Sex-specific genes are clustered in the arms of IRs on the X and Y chromosomes . The Y-chromosome comprises two external pseudo-autosomal (PAR1 and PAR2) regions (≤1.5 Mb) homologous to the X-chromosome and essential for chromosome segregation at meiosis, and a central male-specific segment (MSY) functionally divided into euchromatin (shorter p-arm) and heterochromatin (distal q-arm).
The euchromatin region is itself a complex mosaic of modular DNA sequences characterized by eight large (up to 1.46 Mb in length) inverted repeats, commonly referred to as palindromes 1–8, shorter inverted and direct repeats, all of which contain gene families with expression patterns specific to the testis and performing essential functions in the production and maturation of sperm . Two other regions, X-transposed and X-degenerate, harbor paralogous genes with copies on the X-chromosome. Modular tandem arrays also compose the entire heterochromatic region, whose length variation caused by polymorphic tandem array repeat number confers large-scale differences to the size of Y-chromosomes in the general population (Fig. 3A). Hence, inverted and direct repeats compose most of the human Y-chromosome, thus conferring higher-order structural architectures to the primary genomic sequence.

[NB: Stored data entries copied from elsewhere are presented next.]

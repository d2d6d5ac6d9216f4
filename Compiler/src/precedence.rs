use num_traits::FromPrimitive;

use grace_core::tokens::TokenKind;

/// Represents the precedence of different expressions in ascending order:
/// a variant that appears later in the enum binds tighter.
#[derive(Debug, Clone, Copy, PartialEq, Eq, PartialOrd, Ord)]
#[derive(num_derive::FromPrimitive)]
#[repr(u8)]
pub enum Precedence {
  None,
  Assignment, // =
  Or,         // or
  And,        // and
  Equality,   // == !=
  Comparison, // < > <= >=
  Term,       // + -
  Factor,     // * /
  Unary,      // ! -
  Call,       // . ()
  Primary,
}

impl Precedence {
  /// Gets the next-higher precedence level. Used by left-associative binary
  /// operators to parse their right operand.
  pub fn one_higher(&self) -> Precedence {
    FromPrimitive::from_u8(*self as u8 + 1).unwrap_or(Precedence::Primary)
  }
}

/// The set of compiling functions that can be associated with a given token.
#[derive(Clone, Copy)]
pub enum ParseFn {
  CompileBinaryExpr,
  CompileGrouping,
  CompileLiteral,
  CompileNumeric,
  CompileString,
  CompileUnary,
  CompileVariable,
  None, // Do not call a parsing function.
}

/// Wraps the parsing properties of a token so that they can be easily
/// accessed throughout the compiler.
pub struct ParserRule {
  pub prefix: ParseFn,
  pub infix: ParseFn,
  pub precedence: Precedence,
}

/// Gets the parse rule associated with a token kind.
///
/// Tokens absent from the table (keywords reserved for statements and
/// unimplemented expression forms among them) parse neither as prefix nor
/// as infix.
pub fn rule_of(kind: &TokenKind) -> ParserRule {
  match kind {
    TokenKind::L_PAREN => ParserRule {
      prefix: ParseFn::CompileGrouping,
      infix: ParseFn::None,
      precedence: Precedence::None,
    },

    TokenKind::DASH => ParserRule {
      prefix: ParseFn::CompileUnary,
      infix: ParseFn::CompileBinaryExpr,
      precedence: Precedence::Term,
    },

    TokenKind::PLUS => ParserRule {
      prefix: ParseFn::None,
      infix: ParseFn::CompileBinaryExpr,
      precedence: Precedence::Term,
    },

    TokenKind::SLASH | TokenKind::STAR => ParserRule {
      prefix: ParseFn::None,
      infix: ParseFn::CompileBinaryExpr,
      precedence: Precedence::Factor,
    },

    TokenKind::BANG => ParserRule {
      prefix: ParseFn::CompileUnary,
      infix: ParseFn::None,
      precedence: Precedence::None,
    },

    TokenKind::BANG_EQ | TokenKind::LOGIC_EQ => ParserRule {
      prefix: ParseFn::None,
      infix: ParseFn::CompileBinaryExpr,
      precedence: Precedence::Equality,
    },

    TokenKind::GREATER_THAN | TokenKind::GREATER_THAN_EQ | TokenKind::LESS_THAN | TokenKind::LESS_THAN_EQ => {
      ParserRule {
        prefix: ParseFn::None,
        infix: ParseFn::CompileBinaryExpr,
        precedence: Precedence::Comparison,
      }
    }

    TokenKind::IDENTIFIER => ParserRule {
      prefix: ParseFn::CompileVariable,
      infix: ParseFn::None,
      precedence: Precedence::None,
    },

    TokenKind::STR_LIT => ParserRule {
      prefix: ParseFn::CompileString,
      infix: ParseFn::None,
      precedence: Precedence::None,
    },

    TokenKind::NUM_LIT => ParserRule {
      prefix: ParseFn::CompileNumeric,
      infix: ParseFn::None,
      precedence: Precedence::None,
    },

    TokenKind::FALSE_LIT | TokenKind::NIL_LIT | TokenKind::TRUE_LIT => ParserRule {
      prefix: ParseFn::CompileLiteral,
      infix: ParseFn::None,
      precedence: Precedence::None,
    },

    _ => ParserRule {
      prefix: ParseFn::None,
      infix: ParseFn::None,
      precedence: Precedence::None,
    },
  }
}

The MSY region does not have a counterpart in other chromosomes and thus it is excluded from sexual recombination. This unique behavior has prompted speculation  that Y-chromosome extinction is inevitable given that gene decay, consequent to naturally occurring mutations, would be irreversible. Indeed, the Y-chromosome has degenerated substantially both in size and gene content in comparison with the X chromosome. However, the ampliconic gene families nested within the palindromic arms and key to spermatogenesis have sustained much lower-than-expected mutation rates during evolutionary time . For example, not only the intrapalindromic (arm-to-arm) sequences share on average >99% sequence identity, but also gene pairs located at symmetrical positions within palindromic arms are generally identical or nearly so . In contrast, substantial sequence divergence exists between gene pairs belonging to the same gene families but located at different arm positions . Thus, high rates of gene conversion are believed to have occurred among testis-specific genes in the human Y-chromosome, which have effectively counteracted the threat of gene decay imposed by the absence of meiotic recombination [106,108]. In fact, comparative analyses between the human and chimpanzee Y-chromosomes strongly supports the conclusion that the ampliconic gene families in palindromes have been under strong positive selective pressure, most likely because of their key role in spermatogenesis (Fig. 3A) .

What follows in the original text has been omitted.